Sekali-sekali Karna mendengar beberapa tentara kerajaan menjawab dengan sopan “Siap, bapa guru.” Kadang orang lain menjawab dengan “Siap, panembahan,” saat beberapa tentara berkomunikasi dengan orang berpakaian brahmana itu. Dari bisik-bisik sesama penonton di dekatnya, Karna mendengar bahwa orang berpakaian brahmana yang sedang sibuk itu adalah Panembahan Durna, sang kepala sekolah.

Yakin dengan kesiapan berbagai peralatan dan para peserta, bapak kepala sekolah memberikan sendiri aba-aba kepada para siswa peserta. Sambil meyakinkan bahwa semua prosedur dan pedoman dipahami dan diikuti oleh para siswa, kepala sekolah dengan sigap kadang mendatangi dan berbicara satu per satu para kepada peserta yang tidak terlalu banyak. Rupanya ini adalah kelas perorangan khusus yang merupakan hasil kompetisi dari kelas-kelas sebelumnya. Mereka dimasukkan ke dalam kelas lomba khusus ini, di mana kelas ini membutuhkan penguasaan pengetahuan dan keterampilan jauh lebih tinggi.

Masing-masing anak-anak panah milik para siswa sudah diberikan ciri dan tanda sedemikian rupa, misalnya bahan dan bentuk, warna bulu ekor anak panah, dan sebagainya, sesuai keinginan siswa.

Dari beberapa kali melepaskan anak panah, seorang kesatria yang bernama Arjuna mengumpulkan poin perorangan yang sangat mencolok. Mulai dari penambahan jarak tembak dan ketepatan pada sasaran, selalu kesatria ini mendapatkan nilai yang paling besar. Bahkan dari jarak yang terjauh, anak panah Arjuna mampu menembus dengan tepat pada sasaran yang sedang bergerak.

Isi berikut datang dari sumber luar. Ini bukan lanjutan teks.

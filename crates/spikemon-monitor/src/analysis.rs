// Copyright 2025 Neuraville Inc.
// SPDX-License-Identifier: Apache-2.0

//! Firing-rate statistics over the recorded spike buffers.
//!
//! Per-neuron rates and their sorted copy are cached. `start()` and `clear()` mark both
//! stale; each is rebuilt lazily by the first query that needs it, so repeated queries
//! between mutations return bit-identical values without recomputation.

use tracing::{debug, warn};

use crate::session::MonitorSession;
use crate::{MonitorError, RecordingState, Result, SimulationClock};

/// Cached per-neuron rates (Hz) with independent dirty flags for the rate vector and
/// its sorted copy.
#[derive(Debug)]
pub(crate) struct FiringRateCache {
    rates: Vec<f32>,
    sorted: Vec<f32>,
    needs_recompute: bool,
    needs_resort: bool,
    recompute_count: u64,
    sort_count: u64,
}

impl FiringRateCache {
    pub(crate) fn new(neuron_count: usize) -> Self {
        Self {
            rates: vec![0.0; neuron_count],
            sorted: vec![0.0; neuron_count],
            needs_recompute: true,
            needs_resort: true,
            recompute_count: 0,
            sort_count: 0,
        }
    }

    pub(crate) fn invalidate(&mut self) {
        self.needs_recompute = true;
        self.needs_resort = true;
    }

    fn recompute(&mut self, spikes: &[Vec<i64>], total_time: Option<i64>) {
        match total_time {
            Some(total) if total > 0 => {
                let total = total as f64;
                for (rate, buffer) in self.rates.iter_mut().zip(spikes) {
                    *rate = (buffer.len() as f64 * 1000.0 / total) as f32;
                }
            }
            _ => {
                if total_time.is_some() {
                    warn!(
                        target: "spikemon-monitor",
                        "Recording duration is zero, all firing rates reported as 0 Hz"
                    );
                }
                self.rates.fill(0.0);
            }
        }
        self.needs_recompute = false;
        self.recompute_count += 1;
    }

    fn resort(&mut self) {
        self.sorted.clear();
        self.sorted.extend_from_slice(&self.rates);
        self.sorted.sort_unstable_by(f32::total_cmp);
        self.needs_resort = false;
        self.sort_count += 1;
    }
}

impl<C: SimulationClock> MonitorSession<C> {
    fn refresh_rates(&mut self) {
        if self.rates.needs_recompute {
            let total_time = self.total_time();
            self.rates.recompute(&self.spikes, total_time);
            debug!(
                target: "spikemon-monitor",
                "Monitor {} recomputed firing rates for {} neurons",
                self.monitor_id(),
                self.neuron_count()
            );
        }
    }

    fn refresh_sorted(&mut self) {
        self.refresh_rates();
        if self.rates.needs_resort {
            self.rates.resort();
        }
    }

    fn check_neuron(&self, index: u32) -> Result<usize> {
        if index >= self.neuron_count() {
            return Err(MonitorError::NeuronOutOfRange {
                index,
                neuron_count: self.neuron_count(),
            });
        }
        Ok(index as usize)
    }

    /// Firing rate of every neuron, indexed by neuron.
    pub fn all_rates(&mut self) -> Result<&[f32]> {
        self.require("all_rates", RecordingState::Idle)?;
        self.refresh_rates();
        Ok(&self.rates.rates)
    }

    /// Firing rates in ascending order.
    pub fn all_rates_sorted(&mut self) -> Result<&[f32]> {
        self.require("all_rates_sorted", RecordingState::Idle)?;
        self.refresh_sorted();
        Ok(&self.rates.sorted)
    }

    /// Spikes per second of neuron `index` over the recorded duration.
    pub fn neuron_rate(&mut self, index: u32) -> Result<f32> {
        self.require("neuron_rate", RecordingState::Idle)?;
        let index = self.check_neuron(index)?;
        self.refresh_rates();
        Ok(self.rates.rates[index])
    }

    pub fn neuron_spike_count(&self, index: u32) -> Result<usize> {
        self.require("neuron_spike_count", RecordingState::Idle)?;
        let index = self.check_neuron(index)?;
        Ok(self.spikes[index].len())
    }

    pub fn population_spike_count(&self) -> Result<u64> {
        self.require("population_spike_count", RecordingState::Idle)?;
        Ok(self.total_spikes())
    }

    pub(crate) fn total_spikes(&self) -> u64 {
        self.spikes.iter().map(|buffer| buffer.len() as u64).sum()
    }

    /// Mean rate across the population: total spikes / (duration * neurons).
    pub fn population_mean_rate(&self) -> Result<f32> {
        self.require("population_mean_rate", RecordingState::Idle)?;
        match self.total_time() {
            Some(total) if total > 0 => {
                let denominator = total as f64 * f64::from(self.neuron_count());
                Ok((self.total_spikes() as f64 * 1000.0 / denominator) as f32)
            }
            _ => Ok(0.0),
        }
    }

    /// Sample standard deviation (n - 1) of the per-neuron rates.
    pub fn population_std_rate(&mut self) -> Result<f32> {
        self.require("population_std_rate", RecordingState::Idle)?;
        let n = self.rates.rates.len();
        if n <= 1 || !matches!(self.total_time(), Some(total) if total > 0) {
            return Ok(0.0);
        }
        self.refresh_rates();

        let rates = &self.rates.rates;
        let mean = rates.iter().map(|&r| f64::from(r)).sum::<f64>() / n as f64;
        let sum_sq: f64 = rates
            .iter()
            .map(|&r| {
                let d = f64::from(r) - mean;
                d * d
            })
            .sum();
        Ok((sum_sq / (n - 1) as f64).sqrt() as f32)
    }

    pub fn min_rate(&mut self) -> Result<f32> {
        self.require("min_rate", RecordingState::Idle)?;
        self.refresh_sorted();
        Ok(self.rates.sorted.first().copied().unwrap_or(0.0))
    }

    pub fn max_rate(&mut self) -> Result<f32> {
        self.require("max_rate", RecordingState::Idle)?;
        self.refresh_sorted();
        Ok(self.rates.sorted.last().copied().unwrap_or(0.0))
    }

    /// Number of neurons whose rate lies in `[lo, hi]`.
    ///
    /// Requires `0 <= lo <= hi`; NaN bounds are rejected.
    pub fn count_in_range(&mut self, lo: f32, hi: f32) -> Result<u32> {
        self.require("count_in_range", RecordingState::Idle)?;
        if lo.is_nan() || hi.is_nan() || lo < 0.0 || lo > hi {
            return Err(MonitorError::InvalidRange { lo, hi });
        }
        self.refresh_sorted();

        let sorted = &self.rates.sorted;
        let first = sorted.partition_point(|&rate| rate < lo);
        let past_last = sorted.partition_point(|&rate| rate <= hi);
        Ok(past_last.saturating_sub(first) as u32)
    }

    pub fn percent_in_range(&mut self, lo: f32, hi: f32) -> Result<f32> {
        let count = self.count_in_range(lo, hi)?;
        Ok(count as f32 * 100.0 / self.neuron_count() as f32)
    }

    /// Neurons that did not fire at all during the recorded duration.
    pub fn silent_neuron_count(&mut self) -> Result<u32> {
        self.count_in_range(0.0, 0.0)
    }

    pub fn percent_silent_neurons(&mut self) -> Result<f32> {
        self.percent_in_range(0.0, 0.0)
    }

    /// How many times the per-neuron rates have been rebuilt
    pub fn rate_recompute_count(&self) -> u64 {
        self.rates.recompute_count
    }

    /// How many times the sorted rate sequence has been rebuilt
    pub fn rate_sort_count(&self) -> u64 {
        self.rates.sort_count
    }
}

#[cfg(test)]
mod tests {
    use crate::{ManualClock, MonitorError, MonitorSession};

    /// Record `counts[i]` spikes for neuron i over `[0, duration_ms]`.
    fn recorded(counts: &[usize], duration_ms: i64) -> MonitorSession<ManualClock> {
        let clock = ManualClock::new(0);
        let mut monitor =
            MonitorSession::new("analysis", 7, counts.len() as u32, clock.clone()).unwrap();
        monitor.start().unwrap();
        for (neuron, &count) in counts.iter().enumerate() {
            for t in 0..count {
                monitor.push_event(neuron as u32, t as i64).unwrap();
            }
        }
        clock.set_ms(duration_ms);
        monitor.stop().unwrap();
        monitor
    }

    #[test]
    fn test_rates_and_population_stats() {
        let mut monitor = recorded(&[0, 2, 4, 6], 2000);

        assert_eq!(monitor.all_rates().unwrap(), &[0.0, 1.0, 2.0, 3.0]);
        assert_eq!(monitor.population_spike_count().unwrap(), 12);
        assert_eq!(monitor.neuron_spike_count(3).unwrap(), 6);
        assert_eq!(monitor.population_mean_rate().unwrap(), 1.5);

        // rates 0,1,2,3: sample variance 5/3
        let std = monitor.population_std_rate().unwrap();
        assert!((std - (5.0f32 / 3.0).sqrt()).abs() < 1e-6);

        assert_eq!(monitor.min_rate().unwrap(), 0.0);
        assert_eq!(monitor.max_rate().unwrap(), 3.0);
        assert_eq!(monitor.silent_neuron_count().unwrap(), 1);
        assert_eq!(monitor.percent_silent_neurons().unwrap(), 25.0);
        assert_eq!(monitor.count_in_range(1.0, 2.0).unwrap(), 2);
        assert_eq!(monitor.percent_in_range(0.5, 10.0).unwrap(), 75.0);
    }

    #[test]
    fn test_queries_are_cached_between_mutations() {
        let mut monitor = recorded(&[3, 1, 2], 1000);

        let first = monitor.all_rates().unwrap().to_vec();
        let max = monitor.max_rate().unwrap();
        let silent = monitor.silent_neuron_count().unwrap();
        for _ in 0..5 {
            assert_eq!(monitor.all_rates().unwrap(), first.as_slice());
            assert_eq!(monitor.max_rate().unwrap().to_bits(), max.to_bits());
            assert_eq!(monitor.silent_neuron_count().unwrap(), silent);
        }
        assert_eq!(monitor.rate_recompute_count(), 1);
        assert_eq!(monitor.rate_sort_count(), 1);

        monitor.clear().unwrap();
        assert_eq!(monitor.max_rate().unwrap(), 0.0);
        assert_eq!(monitor.rate_recompute_count(), 2);
        assert_eq!(monitor.rate_sort_count(), 2);
    }

    #[test]
    fn test_sort_recomputes_stale_rates_first() {
        let mut monitor = recorded(&[1, 5], 1000);
        assert_eq!(monitor.all_rates_sorted().unwrap(), &[1.0, 5.0]);
        assert_eq!(monitor.rate_recompute_count(), 1);
        assert_eq!(monitor.rate_sort_count(), 1);
    }

    #[test]
    fn test_zero_duration_yields_zero_rates() {
        let mut monitor = recorded(&[4, 2], 0);
        assert_eq!(monitor.total_time(), Some(0));
        assert_eq!(monitor.all_rates().unwrap(), &[0.0, 0.0]);
        assert_eq!(monitor.population_mean_rate().unwrap(), 0.0);
        assert_eq!(monitor.population_std_rate().unwrap(), 0.0);
        assert_eq!(monitor.silent_neuron_count().unwrap(), 2);
    }

    #[test]
    fn test_never_recorded_session() {
        let mut monitor = MonitorSession::new("fresh", 0, 3, ManualClock::new(0)).unwrap();
        assert_eq!(monitor.neuron_rate(1).unwrap(), 0.0);
        assert_eq!(monitor.silent_neuron_count().unwrap(), 3);
        assert_eq!(monitor.population_spike_count().unwrap(), 0);
    }

    #[test]
    fn test_single_neuron_std_is_zero() {
        let mut monitor = recorded(&[10], 1000);
        assert_eq!(monitor.population_std_rate().unwrap(), 0.0);
    }

    #[test]
    fn test_invalid_ranges_rejected() {
        let mut monitor = recorded(&[1, 2], 1000);
        for (lo, hi) in [(-1.0, 2.0), (3.0, 2.0), (f32::NAN, 1.0), (0.0, f32::NAN)] {
            assert!(matches!(
                monitor.count_in_range(lo, hi),
                Err(MonitorError::InvalidRange { .. })
            ));
        }
        assert!(matches!(
            monitor.neuron_rate(2),
            Err(MonitorError::NeuronOutOfRange { index: 2, .. })
        ));
    }
}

Karna memperhatikan dan mengamati dari jarak agak dekat busur yang digunakan Raden Arjuna, nampak busur itu berjenis longbow biasa saja, tanpa asesoris ataupun peralatan bantu lainnya. Sudah barang tentu itu berbeda dengan busur-busur produksi pabrik di jaman modern sekarang ini, misalnya jenis crossbow yang dilengkapi teropong atau alat bidik, atau recurve maupun compound bow yang sudah dilengkapi dengan sandaran anak panah.

Melihat situasi ini, jiwa dan darah muda Karna yang merasa pernah belajar dan berlatih, tergoda untuk mencoba ikut perlombaan. Dia mendatangi seorang berpakaian agamawan di meja panitia bernama Resi Krepa, yang sedang ikut mengawasi jalannya lomba. Dia memberanikan diri mengatakan kepada panitia untuk ikut memanah boneka target tersisa dari peserta yang gagal membidik. Mungkin karena melihat Karna berpakaian santri, bapak panitia langsung menjawab, bahwa lomba ini khusus bagi para kesatria dari lingkungan kerajaan dan tidak diperuntukkan peserta dari kalangan luar.

Kesopanan tutur kata dan penampilan Karna, ternyata membuat seseorang berperawakan gagah dan bersih yang sedang berdiri di samping meja panitia bereaksi. Dia berbisik kepada bapak panitia untuk memberikan kesempatan pemuda itu mencoba memanah. Rupanya bapak panitia tidak bisa mengambil keputusan, dan dia melapor kepada Penambahan Durna yang sedang mengawasi pelaksanaan lomba di tempat itu. Diskusi kecil dari keduanya rupanya membuat sedikit kepo seorang wanita, yang ternyata adalah ibu dari Raden Arjuna peserta pengumpul poin tertinggi. Wanita itu adalah ibu Kunti istri raja penguasa kerajaan sebelumnya.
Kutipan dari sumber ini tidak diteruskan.